Learning Objectives After completing this course, the reader will be able to: Outline the five steps that comprise shared decision making. Identify specific tactics that can be used to engage a patient in a shared decision making process. This article is available for continuing medical education credit at http://CME.TheOncologist.com Background. There is growing interest by patients, policy makers, and clinicians in shared decision making (SDM) as a means to involve patients in health decisions and translate evidence into clinical practice. However, few clinicians feel optimally trained to implement SDM in practice, and many patients report that they are less involved than they desire to be in their cancer care decisions. SDM might help address the wide practice variation reported for many preference‐sensitive decisions by incorporating patient preferences into decision discussions. Methods. This paper provides a perspective on how to incorporate SDM into routine oncology practice to facilitate patient‐centered communication and promote effective treatment decisions. Oncology practice is uniquely positioned to lead the adoption of SDM because of the vast number of preference‐sensitive decisions in which SDM can enhance the clinical encounter. Results. Clinicians can facilitate cancer decision making by: (a) determining the situations in which SDM is critical; (b) acknowledging the decision to a patient; (c) describing the available options, including the risks, benefits, and uncertainty associated with options; (d) eliciting patients' preferences; and (e) agreeing on a plan for the next steps in the decision‐making process.

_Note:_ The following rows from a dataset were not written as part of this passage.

//! End-of-job statistics.

use std::fmt;
use std::time::Duration;

use humansize::{BINARY, format_size};
use serde::{Serialize, Serializer};

use crate::digest::FinalDigest;
use crate::partition::{DecoderState, PartitionEntry};
use crate::reader::{ErrorRegion, StreamCounters};

#[derive(Debug, Clone, Serialize)]
pub struct StreamReport {
    pub name: String,
    pub counters: StreamCounters,
    pub digests: Vec<FinalDigest>,
}

#[derive(Debug, Clone, Serialize)]
pub struct SinkReport {
    pub name: String,
    pub counters: StreamCounters,
    /// Empty when the sink failed: a partial digest certifies nothing.
    pub digests: Vec<FinalDigest>,
    /// The fatal error that withdrew this sink, if any.
    pub error: Option<String>,
    /// Whether the sink drained the terminal slot.
    pub completed: bool,
}

impl SinkReport {
    pub fn is_ok(&self) -> bool {
        self.error.is_none() && self.completed
    }
}

#[derive(Debug, Clone, Serialize)]
pub struct TransformFailure {
    pub transform: String,
    pub message: String,
    /// Source offset of the slot being transformed.
    pub offset: u64,
}

#[derive(Debug, Clone, Serialize)]
pub struct JobReport {
    pub input: StreamReport,
    pub outputs: Vec<SinkReport>,
    /// Bytes handed to sinks, after transforms.
    pub bytes_published: u64,
    pub bad_regions: Vec<ErrorRegion>,
    pub partitions: Vec<PartitionEntry>,
    pub partition_state: Option<DecoderState>,
    pub transform_errors: Vec<TransformFailure>,
    #[serde(serialize_with = "serialize_secs")]
    pub elapsed: Duration,
    pub cancelled: bool,
}

fn serialize_secs<S: Serializer>(elapsed: &Duration, serializer: S) -> Result<S::Ok, S::Error> {
    serializer.serialize_f64(elapsed.as_secs_f64())
}

impl JobReport {
    /// Bytes that could not be read and were zero-filled.
    pub fn bad_bytes(&self) -> u64 {
        self.bad_regions.iter().map(ErrorRegion::len).sum()
    }

    pub fn failed_outputs(&self) -> usize {
        self.outputs.iter().filter(|o| !o.is_ok()).count()
    }

    /// Input throughput in bytes per second.
    pub fn rate(&self) -> u64 {
        let secs = self.elapsed.as_secs_f64();
        if secs > 0.0 {
            (self.input.counters.bytes as f64 / secs) as u64
        } else {
            self.input.counters.bytes
        }
    }
}

impl fmt::Display for JobReport {
    fn fmt(&self, f: &mut fmt::Formatter<'_>) -> fmt::Result {
        let input = &self.input.counters;
        writeln!(
            f,
            "{}: {}+{} blocks in",
            self.input.name, input.complete_blocks, input.partial_blocks
        )?;
        for output in &self.outputs {
            writeln!(
                f,
                "{}: {}+{} blocks out",
                output.name, output.counters.complete_blocks, output.counters.partial_blocks
            )?;
        }
        write!(
            f,
            "{} bytes read, {:.3} sec., {}/sec",
            input.bytes,
            self.elapsed.as_secs_f64(),
            format_size(self.rate(), BINARY)
        )
    }
}

#[cfg(test)]
mod tests {
    use super::*;

    fn report() -> JobReport {
        JobReport {
            input: StreamReport {
                name: "/dev/sdb".into(),
                counters: StreamCounters {
                    complete_blocks: 4,
                    partial_blocks: 1,
                    bytes: 2100,
                },
                digests: Vec::new(),
            },
            outputs: vec![SinkReport {
                name: "image.dd".into(),
                counters: StreamCounters {
                    complete_blocks: 4,
                    partial_blocks: 1,
                    bytes: 2100,
                },
                digests: Vec::new(),
                error: None,
                completed: true,
            }],
            bytes_published: 2100,
            bad_regions: vec![ErrorRegion { start: 512, end: 1536 }],
            partitions: Vec::new(),
            partition_state: None,
            transform_errors: Vec::new(),
            elapsed: Duration::from_secs(2),
            cancelled: false,
        }
    }

    #[test]
    fn test_statistics_lines() {
        let text = report().to_string();
        let lines: Vec<_> = text.lines().collect();
        assert_eq!(lines[0], "/dev/sdb: 4+1 blocks in");
        assert_eq!(lines[1], "image.dd: 4+1 blocks out");
        assert!(lines[2].starts_with("2100 bytes read, 2.000 sec., "));
        assert!(lines[2].ends_with("B/sec"));
    }

    #[test]
    fn test_summary_helpers() {
        let mut report = report();
        assert_eq!(report.bad_bytes(), 1024);
        assert_eq!(report.rate(), 1050);
        assert_eq!(report.failed_outputs(), 0);

        report.outputs[0].error = Some("write error".into());
        assert_eq!(report.failed_outputs(), 1);
    }
}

Conclusion. Given recent policy movements toward incorporating SDM and translating evidence into routine clinical practice, oncologists are likely to continue expanding their use of SDM and will have to confront the challenges of incorporating SDM into their clinical workflow. More research is needed to explore ways to overcome these challenges such that both quality evidence and patient preferences are appropriately translated and incorporated into oncology care decisions.